Besides, excise increases, MAN argued, do not operate in isolation but transmit across an interconnected value chain, affecting manufacturers, distributors, farmers, retailers, and consumers.
“Higher taxes reduce demand, compress production volumes, and increase unit costs due to underutilized factory capacity. This triggers a cascade of effects, including reduced agricultural off-take (especially sugarcane under NSMP II), lower logistics activity, and contraction in MSME retail sales.
“Small retailers and informal traders who dominate last-mile distribution are particularly vulnerable, as reduced margins and falling turnover directly affect household livelihoods.
“Consumers, especially low-income households who already allocate over half of their income to food, are likely to face reduced affordability and may substitute formal beverages with unregulated or unsafe alternatives, creating unintended public health risks,” Ajayi-Kadir said.

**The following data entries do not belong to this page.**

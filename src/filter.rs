//! Pick/omit key selection over a tag mapping.
//!
//! Selection runs in two passes: `pick` narrows the mapping first, then
//! `omit` removes keys from what survived. Both patterns compile before any
//! selection happens, so an invalid pattern fails the whole operation up
//! front.

use regex::Regex;

use crate::error::{Result, SystagsError};
use crate::store::Tags;

/// How `pick` and `omit` are interpreted.
#[derive(Debug, Clone, Copy, PartialEq, Eq)]
pub enum FilterMode {
    /// Comma-separated literal key lists, matched by full-key equality.
    Exact,
    /// Raw, unanchored regular expressions.
    Regex,
}

/// Select a subset of `tags` by key.
///
/// An empty `pick` selects every key; an empty `omit` excludes nothing. In
/// [`FilterMode::Exact`], each comma-separated literal is escaped for regex
/// metacharacters, joined with alternation, and anchored so only full-key
/// equality matches.
pub fn select(tags: &Tags, mode: FilterMode, pick: &str, omit: &str) -> Result<Tags> {
    let pick = compile(mode, pick)?;
    let omit = compile(mode, omit)?;

    let picked = tags
        .iter()
        .filter(|(key, _)| match &pick {
            Some(re) => re.is_match(key),
            None => true,
        })
        .filter(|(key, _)| match &omit {
            Some(re) => !re.is_match(key),
            None => true,
        })
        .map(|(key, value)| (key.clone(), value.clone()))
        .collect();

    Ok(picked)
}

/// Compile one pattern according to the filter mode. Empty patterns compile
/// to `None`, meaning "no constraint".
fn compile(mode: FilterMode, pattern: &str) -> Result<Option<Regex>> {
    if pattern.is_empty() {
        return Ok(None);
    }

    let pattern = match mode {
        FilterMode::Regex => pattern.to_string(),
        FilterMode::Exact => {
            let alternates: Vec<String> =
                pattern.split(',').map(|key| regex::escape(key)).collect();
            format!("^({})$", alternates.join("|"))
        }
    };

    Regex::new(&pattern)
        .map(Some)
        .map_err(|e| SystagsError::Filter {
            message: e.to_string(),
        })
}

While also insisting that public health concerns must reflect local evidence, MAN said the sector acknowledges the government’s commitment to addressing non-communicable diseases (NCDs), but emphasised that policy responses must reflect Nigeria’s specific epidemiological and consumption realities.
realities.
“Evidence shows that Nigeria’s per capita sugar consumption remains low at approximately 7.1kg annually, well within WHO-recommended thresholds. Beverages account for only a small fraction of household sugar intake and caloric consumption.
“Contrary to common narratives, there is no conclusive empirical evidence establishing sugar-sweetened beverages as the primary driver of NCDs in Nigeria, which are widely understood to be multi-factorial in nature, shaped by genetics, lifestyle, environment, and broader dietary patterns.

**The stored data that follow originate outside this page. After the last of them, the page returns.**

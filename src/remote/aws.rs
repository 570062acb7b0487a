//! AWS instance-metadata tag source.
//!
//! Uses IMDSv2: a session token is requested first, then the instance tag
//! listing under `meta-data/tags/instance` yields one key per line, and
//! each key resolves to its value with a follow-up request.
//!
//! Instance tags must be enabled on the instance for this mechanism to
//! work; a 404 on the listing path, or an unreachable metadata endpoint,
//! reports [`FetchOutcome::Unsupported`] so a different strategy (or a
//! clean error) can take over.

use std::time::Duration;

use reqwest::blocking::Client;
use reqwest::StatusCode;

use crate::error::{Result, SystagsError};
use crate::store::Tags;

use super::{FetchOutcome, RemoteSource};

/// Link-local metadata endpoint available inside EC2 instances.
const DEFAULT_ENDPOINT: &str = "http://169.254.169.254";

/// Session token lifetime requested from IMDS.
const TOKEN_TTL_SECONDS: &str = "21600";

const TOKEN_TTL_HEADER: &str = "X-aws-ec2-metadata-token-ttl-seconds";
const TOKEN_HEADER: &str = "X-aws-ec2-metadata-token";

/// Fetches instance tags from the EC2 instance-metadata service.
pub struct AwsImdsSource {
    endpoint: String,
}

impl AwsImdsSource {
    /// Create a source against the standard link-local endpoint.
    pub fn new() -> Self {
        Self::with_endpoint(DEFAULT_ENDPOINT)
    }

    /// Create a source against a custom endpoint, mainly for tests.
    pub fn with_endpoint(endpoint: &str) -> Self {
        Self {
            endpoint: endpoint.trim_end_matches('/').to_string(),
        }
    }

    /// Request an IMDSv2 session token. An unreachable endpoint means the
    /// host is not served by this mechanism at all.
    fn session_token(&self, client: &Client) -> Result<Option<String>> {
        let response = match client
            .put(format!("{}/latest/api/token", self.endpoint))
            .header(TOKEN_TTL_HEADER, TOKEN_TTL_SECONDS)
            .send()
        {
            Ok(response) => response,
            Err(e) if e.is_timeout() || e.is_connect() => {
                tracing::debug!("metadata endpoint unreachable: {e}");
                return Ok(None);
            }
            Err(e) => return Err(self.fetch_error(e)),
        };

        if !response.status().is_success() {
            return Err(self.status_error("token request", response.status()));
        }

        let token = response.text().map_err(|e| self.fetch_error(e))?;
        Ok(Some(token))
    }

    /// Read one metadata path as text. `None` means the path does not
    /// exist (404).
    fn metadata(&self, client: &Client, token: &str, path: &str) -> Result<Option<String>> {
        let response = client
            .get(format!("{}/latest/meta-data/{path}", self.endpoint))
            .header(TOKEN_HEADER, token)
            .send()
            .map_err(|e| self.fetch_error(e))?;

        if response.status() == StatusCode::NOT_FOUND {
            return Ok(None);
        }
        if !response.status().is_success() {
            return Err(self.status_error(path, response.status()));
        }

        let body = response.text().map_err(|e| self.fetch_error(e))?;
        Ok(Some(body))
    }

    fn fetch_error(&self, source: impl std::fmt::Display) -> SystagsError {
        SystagsError::RemoteFetch {
            message: source.to_string(),
        }
    }

    fn status_error(&self, what: &str, status: StatusCode) -> SystagsError {
        SystagsError::RemoteFetch {
            message: format!("{what} returned HTTP {status}"),
        }
    }
}

impl Default for AwsImdsSource {
    fn default() -> Self {
        Self::new()
    }
}

impl RemoteSource for AwsImdsSource {
    fn name(&self) -> &str {
        "aws-imds"
    }

    fn fetch(&self, timeout: Duration) -> Result<FetchOutcome> {
        let client = Client::builder()
            .timeout(timeout)
            .build()
            .map_err(|e| self.fetch_error(e))?;

        let Some(token) = self.session_token(&client)? else {
            return Ok(FetchOutcome::Unsupported);
        };

        // The tag listing is only present when instance tags are enabled
        // in instance metadata options.
        let Some(listing) = self.metadata(&client, &token, "tags/instance")? else {
            tracing::debug!("instance tags are not exposed through metadata");
            return Ok(FetchOutcome::Unsupported);
        };

        let mut tags = Tags::new();
        for key in listing.lines().filter(|key| !key.is_empty()) {
            let value = self
                .metadata(&client, &token, &format!("tags/instance/{key}"))?
                .unwrap_or_default();
            tags.insert(key.to_string(), value);
        }

        tracing::debug!("fetched {} tags from instance metadata", tags.len());
        Ok(FetchOutcome::Tags(tags))
    }
}
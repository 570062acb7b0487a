//! Bounded-retry wrapper around a remote source.
//!
//! A fetch that errors is propagated immediately; only an empty successful
//! result is retried. Sleep intervals double from one second up to a
//! five-second cap, and every sleep is clamped so the loop never waits
//! past the end of the retry window.

use std::thread;
use std::time::{Duration, Instant};

use crate::error::{Result, SystagsError};
use crate::store::Tags;

use super::{FetchOutcome, RemoteSource};

/// First sleep interval of the backoff schedule.
const BASE_INTERVAL: Duration = Duration::from_secs(1);

/// Ceiling the doubling schedule saturates at.
const MAX_INTERVAL: Duration = Duration::from_secs(5);

/// Drives a [`RemoteSource`] to a final tag mapping or error.
pub struct Refresher {
    source: Box<dyn RemoteSource>,
    base_interval: Duration,
    max_interval: Duration,
}

impl Refresher {
    /// Wrap a source with the standard 1s..5s backoff schedule.
    pub fn new(source: Box<dyn RemoteSource>) -> Self {
        Self::with_intervals(source, BASE_INTERVAL, MAX_INTERVAL)
    }

    /// Wrap a source with a custom backoff schedule. Tests use this to
    /// keep the sleeps in the millisecond range.
    pub fn with_intervals(
        source: Box<dyn RemoteSource>,
        base_interval: Duration,
        max_interval: Duration,
    ) -> Self {
        Self {
            source,
            base_interval,
            max_interval,
        }
    }

    /// Fetch tags, retrying empty results until `retry_window` elapses.
    ///
    /// Each attempt is bounded by `timeout`. A zero `retry_window` performs
    /// exactly one attempt with no sleep. The returned mapping may be empty
    /// if the window ran out; the caller replaces its remote tier with it
    /// wholesale either way.
    pub fn update(&self, timeout: Duration, retry_window: Duration) -> Result<Tags> {
        let start = Instant::now();
        let mut interval = self.base_interval;

        loop {
            let tags = match self.source.fetch(timeout)? {
                FetchOutcome::Tags(tags) => tags,
                FetchOutcome::Unsupported => {
                    return Err(SystagsError::RemoteFetch {
                        message: format!(
                            "{} cannot serve tags for this host",
                            self.source.name()
                        ),
                    })
                }
            };

            if !tags.is_empty() || start.elapsed() >= retry_window {
                return Ok(tags);
            }

            // Never sleep past the end of the window.
            let remaining = retry_window.saturating_sub(start.elapsed());
            let sleep = interval.min(remaining);
            tracing::debug!("remote tags empty, retrying in {sleep:?}");
            thread::sleep(sleep);

            interval = (interval * 2).min(self.max_interval);
        }
    }
}

#[cfg(test)]
mod tests {
    use super::*;
    use std::cell::RefCell;
    use std::rc::Rc;

    const TIMEOUT: Duration = Duration::from_secs(1);

    /// Scripted source returning a fixed sequence of outcomes.
    struct ScriptedSource {
        script: RefCell<Vec<Result<FetchOutcome>>>,
        calls: Rc<RefCell<usize>>,
        fetch_times: Rc<RefCell<Vec<Instant>>>,
    }

    impl ScriptedSource {
        fn build(script: Vec<Result<FetchOutcome>>) -> Box<Self> {
            Box::new(Self {
                script: RefCell::new(script),
                calls: Rc::new(RefCell::new(0)),
                fetch_times: Rc::new(RefCell::new(Vec::new())),
            })
        }

        fn new(script: Vec<Result<FetchOutcome>>) -> (Box<Self>, Rc<RefCell<usize>>) {
            let source = Self::build(script);
            let calls = source.calls.clone();
            (source, calls)
        }

        /// Like [`new`](Self::new) but hands back the fetch timestamps,
        /// for asserting the sleep schedule.
        fn with_recorder(
            script: Vec<Result<FetchOutcome>>,
        ) -> (Box<Self>, Rc<RefCell<Vec<Instant>>>) {
            let source = Self::build(script);
            let times = source.fetch_times.clone();
            (source, times)
        }
    }

    impl RemoteSource for ScriptedSource {
        fn name(&self) -> &str {
            "scripted"
        }

        fn fetch(&self, _timeout: Duration) -> Result<FetchOutcome> {
            *self.calls.borrow_mut() += 1;
            self.fetch_times.borrow_mut().push(Instant::now());
            let mut script = self.script.borrow_mut();
            if script.len() > 1 {
                script.remove(0)
            } else {
                // Keep replaying the final step
                match &script[0] {
                    Ok(outcome) => Ok(outcome.clone()),
                    Err(_) => Err(SystagsError::RemoteFetch {
                        message: "scripted failure".into(),
                    }),
                }
            }
        }
    }

    fn empty() -> Result<FetchOutcome> {
        Ok(FetchOutcome::Tags(Tags::new()))
    }

    fn some_tags() -> Result<FetchOutcome> {
        Ok(FetchOutcome::Tags(
            [("region".to_string(), "us-east-1".to_string())]
                .into_iter()
                .collect(),
        ))
    }

    #[test]
    fn zero_window_fetches_exactly_once() {
        let (source, calls) = ScriptedSource::new(vec![empty()]);
        let refresher = Refresher::new(source);

        let tags = refresher.update(TIMEOUT, Duration::ZERO).unwrap();
        assert!(tags.is_empty());
        assert_eq!(*calls.borrow(), 1);
    }

    #[test]
    fn non_empty_result_returns_without_retry() {
        let (source, calls) = ScriptedSource::new(vec![some_tags()]);
        let refresher = Refresher::new(source);

        let tags = refresher.update(TIMEOUT, Duration::from_secs(60)).unwrap();
        assert_eq!(tags.get("region").unwrap(), "us-east-1");
        assert_eq!(*calls.borrow(), 1);
    }

    #[test]
    fn empty_results_retry_until_tags_appear() {
        let (source, calls) = ScriptedSource::new(vec![empty(), empty(), some_tags()]);
        let refresher = Refresher::with_intervals(
            source,
            Duration::from_millis(1),
            Duration::from_millis(5),
        );

        let tags = refresher.update(TIMEOUT, Duration::from_secs(10)).unwrap();
        assert_eq!(tags.len(), 1);
        assert_eq!(*calls.borrow(), 3);
    }

    #[test]
    fn retry_stops_when_window_elapses() {
        let (source, calls) = ScriptedSource::new(vec![empty()]);
        let refresher = Refresher::with_intervals(
            source,
            Duration::from_millis(5),
            Duration::from_millis(20),
        );

        let start = Instant::now();
        let tags = refresher.update(TIMEOUT, Duration::from_millis(50)).unwrap();

        // Final result is whatever the last attempt produced.
        assert!(tags.is_empty());
        assert!(*calls.borrow() > 1);
        // Total sleeping is bounded by the window plus scheduling slack.
        assert!(start.elapsed() < Duration::from_secs(2));
    }

    #[test]
    fn sleep_intervals_double_to_cap_and_stay_inside_window() {
        let (source, times) = ScriptedSource::with_recorder(vec![empty()]);
        let base = Duration::from_millis(20);
        let cap = Duration::from_millis(50);
        let window = Duration::from_millis(400);
        let refresher = Refresher::with_intervals(source, base, cap);

        let start = Instant::now();
        refresher.update(TIMEOUT, window).unwrap();

        let times = times.borrow();
        let gaps: Vec<Duration> = times.windows(2).map(|pair| pair[1] - pair[0]).collect();

        // Schedule is base, 2*base, then the cap repeating, with the final
        // sleep clamped to whatever remained of the window.
        assert!(gaps.len() >= 3);
        assert!(gaps[0] >= base);
        assert!(gaps[1] >= base * 2);
        assert!(gaps[2] >= cap);

        // No sleep runs past the window end; the last attempt lands at the
        // window boundary, give or take scheduling slack.
        let last = *times.last().unwrap();
        assert!(last - start <= window + cap + Duration::from_millis(100));
    }

    #[test]
    fn maximal_window_does_not_overflow() {
        let (source, calls) = ScriptedSource::new(vec![empty(), some_tags()]);
        let refresher = Refresher::with_intervals(
            source,
            Duration::from_millis(1),
            Duration::from_millis(2),
        );

        let tags = refresher.update(TIMEOUT, Duration::MAX).unwrap();
        assert_eq!(tags.len(), 1);
        assert_eq!(*calls.borrow(), 2);
    }

    #[test]
    fn hard_error_propagates_without_retry() {
        let (source, calls) = ScriptedSource::new(vec![Err(SystagsError::RemoteFetch {
            message: "boom".into(),
        })]);
        let refresher = Refresher::new(source);

        let err = refresher.update(TIMEOUT, Duration::from_secs(60)).unwrap_err();
        assert!(matches!(err, SystagsError::RemoteFetch { .. }));
        assert_eq!(*calls.borrow(), 1);
    }

    #[test]
    fn unsupported_source_is_a_fetch_error() {
        let (source, _) = ScriptedSource::new(vec![Ok(FetchOutcome::Unsupported)]);
        let refresher = Refresher::new(source);

        let err = refresher.update(TIMEOUT, Duration::ZERO).unwrap_err();
        let msg = err.to_string();
        assert!(msg.contains("scripted"));
    }
}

“Furthermore, major global health frameworks, including WHO “Best Buys” and “Quick Buys,” do not classify SSB taxation as a leading cost-effective intervention for NCD reduction,” MAN pointed out.
The Association reiterated its call on the Federal Government, through the Ministry of Finance, to engage the National Assembly to avoid parallel excise frameworks and ensure fiscal coherence by stepping down the proposed CETA Bill.
It also called on government to safeguard the integrity of the Fiscal Policy Measures (FPM) 2026–2028 framework to maintain policy predictability and investor confidence, and reinforce executive-led excise policy coordination to ensure administrative efficiency and consistency.
MAN also wants convened structured stakeholder consultations to co-develop a balanced excise framework grounded in data and economic realities, as well as develop a post-2028 excise roadmap that integrates public health objectives with industrial growth and employment protection.
Ajayi-Kadir said MAN, on behalf of the NAD sector, remains committed to partnering with the Federal Government to advance Nigeria’s economic transformation agenda.
He, however, insisted that sustainable progress requires policies that are coherent, evidence-based, and sensitive to Nigeria’s macroeconomic realities.
“A balanced excise framework will ensure that Nigeria does not have to choose between public health and economic stability but can achieve both through collaboration, data-driven policymaking, and long-term vision,” he emphasised.